La célébration est cependant de courte durée. Quelques semaines plus tard, le scandale "VA-OM" éclate : des joueurs de Valenciennes avouent avoir reçu de l'argent pour ne pas gêner Marseille lors du dernier match de championnat. L'objectif est clair : éviter les efforts avant la finale européenne.

Les investigations sont rapides. Tapie se retrouve accablé. Marseille perd le titre national et est relégué en Ligue 2. Mais pas la Ligue des champions. En revanche, l'UEFA choisit d'exclure le club français de la Supercoupe, de la Coupe intercontinentale et de la prochaine C1.

Milan prend sa place. Mais il n'y a jamais eu de véritable revanche. Les Rossoneri disputent la Supercoupe et la Coupe intercontinentale, mais perdent les deux. Le sentiment d'injustice est resté intact.

Marseille n'a plus jamais retrouvé ce niveau. Du sommet, elle a glissé vers l'obscurité. Et avec elle, c'est toute une époque du football français qui s'est effondrée. Ce triomphe s'est transformé en malédiction.

2025 : un nouveau chapitre

Aujourd'hui, 32 ans plus tard, le destin rouvre ce chapitre. Munich à nouveau. Une nouvelle finale. Une équipe italienne contre une équipe française. Cette fois, c'est au tour de l'Inter et du PSG. Deux mondes opposés : la tradition contre la puissance, les Nerazzurri contre les Parisiens.
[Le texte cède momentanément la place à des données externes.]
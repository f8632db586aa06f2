//! The occurrence grammar of an R-group position.
//!
//! An occurrence is a comma-separated list of conditions on how many of a
//! position's R atoms are substituted:
//!
//! | token  | meaning                          |
//! |--------|----------------------------------|
//! | `n`    | exactly `n`                      |
//! | `n-m`  | between `n` and `m` inclusive    |
//! | `>n`   | more than `n`                    |
//! | `<n`   | fewer than `n`, `n` not zero     |
//!
//! A count is accepted when any token accepts it. Whitespace is ignored and a
//! blank occurrence means `>0`.

use std::fmt;
use std::str::FromStr;

use super::error::RGroupError;

/// Occurrence used when none is given.
pub const DEFAULT_OCCURRENCE: &str = ">0";

#[derive(Debug, Clone, Copy, PartialEq, Eq)]
pub enum OccurrenceToken {
    Exactly(u32),
    Range(u32, u32),
    GreaterThan(u32),
    LessThan(u32),
}

impl OccurrenceToken {
    pub fn accepts(self, count: u32) -> bool {
        match self {
            OccurrenceToken::Exactly(n) => count == n,
            OccurrenceToken::Range(lo, hi) => (lo..=hi).contains(&count),
            OccurrenceToken::GreaterThan(n) => count > n,
            OccurrenceToken::LessThan(n) => count < n,
        }
    }
}

impl fmt::Display for OccurrenceToken {
    fn fmt(&self, f: &mut fmt::Formatter<'_>) -> fmt::Result {
        match self {
            OccurrenceToken::Exactly(n) => write!(f, "{n}"),
            OccurrenceToken::Range(lo, hi) => write!(f, "{lo}-{hi}"),
            OccurrenceToken::GreaterThan(n) => write!(f, ">{n}"),
            OccurrenceToken::LessThan(n) => write!(f, "<{n}"),
        }
    }
}

/// A parsed occurrence.
///
/// ```
/// use crabquery::rgroup::Occurrence;
///
/// let occurrence = Occurrence::parse("1,3-4").unwrap();
/// assert_eq!(occurrence.matching_counts(5), vec![1, 3, 4]);
/// assert!(Occurrence::parse("4-2").is_err());
/// ```
#[derive(Debug, Clone, PartialEq, Eq)]
pub struct Occurrence {
    tokens: Vec<OccurrenceToken>,
}

impl Occurrence {
    pub fn parse(text: &str) -> Result<Self, RGroupError> {
        let compact: String = text.chars().filter(|c| !c.is_whitespace()).collect();
        let source = if compact.is_empty() {
            DEFAULT_OCCURRENCE
        } else {
            compact.as_str()
        };
        let invalid = || RGroupError::InvalidOccurrence(text.to_string());

        let tokens = source
            .split(',')
            .map(|token| parse_token(token).ok_or_else(invalid))
            .collect::<Result<Vec<_>, _>>()?;
        Ok(Self { tokens })
    }

    pub fn is_valid_syntax(text: &str) -> bool {
        Self::parse(text).is_ok()
    }

    pub fn tokens(&self) -> &[OccurrenceToken] {
        &self.tokens
    }

    pub fn accepts(&self, count: u32) -> bool {
        self.tokens.iter().any(|t| t.accepts(count))
    }

    /// Every count in `0..=max` the occurrence accepts, ascending.
    pub fn matching_counts(&self, max: u32) -> Vec<u32> {
        (0..=max).filter(|&count| self.accepts(count)).collect()
    }
}

impl Default for Occurrence {
    fn default() -> Self {
        Self {
            tokens: vec![OccurrenceToken::GreaterThan(0)],
        }
    }
}

impl FromStr for Occurrence {
    type Err = RGroupError;

    fn from_str(s: &str) -> Result<Self, Self::Err> {
        Self::parse(s)
    }
}

impl fmt::Display for Occurrence {
    fn fmt(&self, f: &mut fmt::Formatter<'_>) -> fmt::Result {
        for (i, token) in self.tokens.iter().enumerate() {
            if i > 0 {
                f.write_str(",")?;
            }
            write!(f, "{token}")?;
        }
        Ok(())
    }
}

fn parse_count(s: &str) -> Option<u32> {
    if s.is_empty() || !s.bytes().all(|b| b.is_ascii_digit()) {
        return None;
    }
    s.parse().ok()
}

fn parse_token(token: &str) -> Option<OccurrenceToken> {
    if let Some(rest) = token.strip_prefix('>') {
        return parse_count(rest).map(OccurrenceToken::GreaterThan);
    }
    if let Some(rest) = token.strip_prefix('<') {
        return match parse_count(rest)? {
            0 => None,
            n => Some(OccurrenceToken::LessThan(n)),
        };
    }
    if let Some((lo, hi)) = token.split_once('-') {
        let (lo, hi) = (parse_count(lo)?, parse_count(hi)?);
        return (lo <= hi).then_some(OccurrenceToken::Range(lo, hi));
    }
    parse_count(token).map(OccurrenceToken::Exactly)
}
Peut-être le football écrira-t-il une fin différente cette fois-ci. Peut-être que la justice et la beauté trouveront enfin un terrain d'entente. Les ombres du passé ne seront pas effacées, mais quelque chose peut être réécrit, avec honnêteté et clarté, au plus fort de la compétition la plus prestigieuse d'Europe.